:: Exercise brief ::
A complete answer includes every line below with the word "Deserialize".

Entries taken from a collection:
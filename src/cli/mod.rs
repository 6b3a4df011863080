//! Command-line interface module.

mod args;
pub mod resolve;
pub mod template;

pub use args::{Cli, Commands, ResolveArgs, TemplateArgs};

use anyhow::{Context, Result};

use crate::config::ResolverConfig;

/// Load and validate the configuration named by `-C`, or the defaults.
pub fn load_config(cli: &Cli) -> Result<ResolverConfig> {
    let config = match &cli.config {
        Some(path) => ResolverConfig::from_path(path)
            .with_context(|| format!("failed to load {}", path.display()))?,
        None => ResolverConfig::default(),
    };
    config.validate()?;
    Ok(config)
}
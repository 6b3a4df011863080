//! Item permalink grammars.
//!
//! Two grammars address single items:
//!
//! - the configured template (site setting, e.g. `/:year/:month/:day/:slug/`)
//! - the fixed legacy template (`/:slug/`), kept for static pages
//!
//! Both accept an optional trailing `edit` segment. The configured template
//! always takes precedence over the legacy one.

use std::sync::Arc;

use arc_swap::ArcSwapOption;

use super::pattern::{Fields, GenerateError, PathPattern, TemplateError};
use crate::core::UrlPath;
use crate::store::Item;
use crate::utils::date::DatePart;

/// Capture name of the optional trailing edit segment.
pub const EDIT_FIELD: &str = "edit";

/// A permalink pattern plus its edit-suffix variant.
#[derive(Debug, Clone, PartialEq, Eq)]
pub struct PermalinkTemplate {
    pattern: PathPattern,
    with_edit: PathPattern,
    /// Date captures in template order
    date_parts: Vec<DatePart>,
}

impl PermalinkTemplate {
    pub fn compile(template: &str) -> Result<Self, TemplateError> {
        let pattern = PathPattern::compile(template)?;
        let with_edit = pattern.with_optional_suffix(EDIT_FIELD)?;
        let date_parts = pattern.captures().filter_map(DatePart::from_field).collect();

        Ok(Self {
            pattern,
            with_edit,
            date_parts,
        })
    }

    /// Template text as configured.
    #[inline]
    pub fn source(&self) -> &str {
        self.pattern.source()
    }

    #[inline]
    pub fn pattern(&self) -> &PathPattern {
        &self.pattern
    }

    /// Date components the template encodes, in template order.
    #[inline]
    pub fn date_parts(&self) -> &[DatePart] {
        &self.date_parts
    }

    /// Match a path, allowing one trailing edit segment.
    pub fn match_path(&self, path: &str) -> Option<Fields> {
        self.with_edit.match_path(path)
    }

    /// Canonical path of `item` under this template.
    pub fn path_for(&self, item: &Item) -> Result<UrlPath, GenerateError> {
        self.pattern.generate(&item_fields(item))
    }
}

/// Fields an item contributes to permalink generation.
pub fn item_fields(item: &Item) -> Fields {
    let mut fields = Fields::new();
    fields.insert("slug".to_string(), item.slug.clone());
    fields.insert("id".to_string(), item.id.to_string());
    if let Some(published) = item.published() {
        for part in [DatePart::Year, DatePart::Month, DatePart::Day] {
            fields.insert(part.field().to_string(), published.format_part(part));
        }
    }
    fields
}

/// Fields extracted from a single-item path.
#[derive(Debug, Clone, PartialEq, Eq)]
pub struct PermalinkMatch {
    pub fields: Fields,
    /// Matched only through the legacy static-page grammar
    pub used_legacy: bool,
}

impl PermalinkMatch {
    pub fn slug(&self) -> Option<&str> {
        self.fields.get("slug").map(String::as_str)
    }

    /// Raw `id` capture, if the template has one.
    pub fn id(&self) -> Option<&str> {
        self.fields.get("id").map(String::as_str)
    }

    /// Trailing edit segment, if present.
    pub fn edit(&self) -> Option<&str> {
        self.fields.get(EDIT_FIELD).map(String::as_str)
    }

    /// Date captures joined in template order (`2015/03/02`), with their parts.
    pub fn date_path(&self, parts: &[DatePart]) -> String {
        parts
            .iter()
            .filter_map(|part| self.fields.get(part.field()))
            .cloned()
            .collect::<Vec<_>>()
            .join("/")
    }
}

/// Holds the legacy grammar and caches the compiled configured grammar.
///
/// The configured template text comes from the settings store on every
/// request. The compiled form is swapped atomically whenever that text
/// changes, so in-flight requests keep the `Arc` they started with.
#[derive(Debug)]
pub struct PermalinkRegistry {
    legacy: Arc<PermalinkTemplate>,
    configured: ArcSwapOption<PermalinkTemplate>,
}

impl PermalinkRegistry {
    pub fn new(legacy: PermalinkTemplate) -> Self {
        Self {
            legacy: Arc::new(legacy),
            configured: ArcSwapOption::const_empty(),
        }
    }

    #[inline]
    pub fn legacy(&self) -> &PermalinkTemplate {
        &self.legacy
    }

    /// Compiled form of the configured template text.
    pub fn configured(&self, source: &str) -> Result<Arc<PermalinkTemplate>, TemplateError> {
        if let Some(current) = self.configured.load_full()
            && current.source() == source.trim()
        {
            return Ok(current);
        }

        let compiled = Arc::new(PermalinkTemplate::compile(source)?);
        self.configured.store(Some(Arc::clone(&compiled)));
        crate::debug!("permalink"; "compiled template {}", compiled.source());
        Ok(compiled)
    }

    /// Match a single-item path: configured template first, then legacy.
    pub fn resolve_single(
        &self,
        configured: &PermalinkTemplate,
        path: &str,
    ) -> Option<PermalinkMatch> {
        if let Some(fields) = configured.match_path(path) {
            return Some(PermalinkMatch {
                fields,
                used_legacy: false,
            });
        }

        self.legacy.match_path(path).map(|fields| PermalinkMatch {
            fields,
            used_legacy: true,
        })
    }

    /// Canonical path of `item`: static pages use the legacy grammar.
    pub fn path_for(
        &self,
        configured: &PermalinkTemplate,
        item: &Item,
    ) -> Result<UrlPath, GenerateError> {
        if item.page {
            self.legacy.path_for(item)
        } else {
            configured.path_for(item)
        }
    }
}
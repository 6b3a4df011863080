//! `[site]` section configuration.
//!
//! # Example
//!
//! ```toml
//! [site]
//! url = "https://example.com"   # Absolute base URL, used for feed links
//! subdir = "/blog"              # Mount prefix for every generated path
//! ```

use serde::{Deserialize, Serialize};
use url::Url;

use crate::config::ConfigError;
use crate::core::normalize_subdir;

#[derive(Debug, Clone, PartialEq, Eq, Serialize, Deserialize)]
#[serde(default)]
pub struct SiteConfig {
    /// Absolute `http(s)` base URL of the site.
    pub url: String,

    /// Mount prefix; `""`, `/blog` and `blog/` are all accepted.
    pub subdir: String,
}

impl Default for SiteConfig {
    fn default() -> Self {
        Self {
            url: "http://localhost:2368".to_string(),
            subdir: String::new(),
        }
    }
}

impl SiteConfig {
    /// Subdirectory in `/x/y` form, or `""` at the root.
    pub fn subdir(&self) -> String {
        normalize_subdir(&self.subdir)
    }

    /// Parsed base URL with the subdirectory appended, always ending in `/`.
    ///
    /// ```text
    /// url=https://example.com  subdir=/blog  ->  https://example.com/blog/
    /// ```
    pub fn root_url(&self) -> Result<Url, ConfigError> {
        let mut url = Url::parse(self.url.trim())
            .map_err(|e| ConfigError::Validation(format!("site.url `{}`: {e}", self.url)))?;

        if !matches!(url.scheme(), "http" | "https") {
            return Err(ConfigError::Validation(format!(
                "site.url `{}` must use http or https",
                self.url
            )));
        }

        let path = format!("{}{}/", url.path().trim_end_matches('/'), self.subdir());
        url.set_path(&path);
        url.set_query(None);
        url.set_fragment(None);
        Ok(url)
    }

    pub(crate) fn validate(&self, errors: &mut Vec<String>) {
        if let Err(e) = self.root_url() {
            errors.push(e.to_string());
        }
    }
}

:: Expected answer ::
use serde::{Deserialize, Serialize};
#[derive(Debug, Clone, PartialEq, Eq, Serialize, Deserialize)]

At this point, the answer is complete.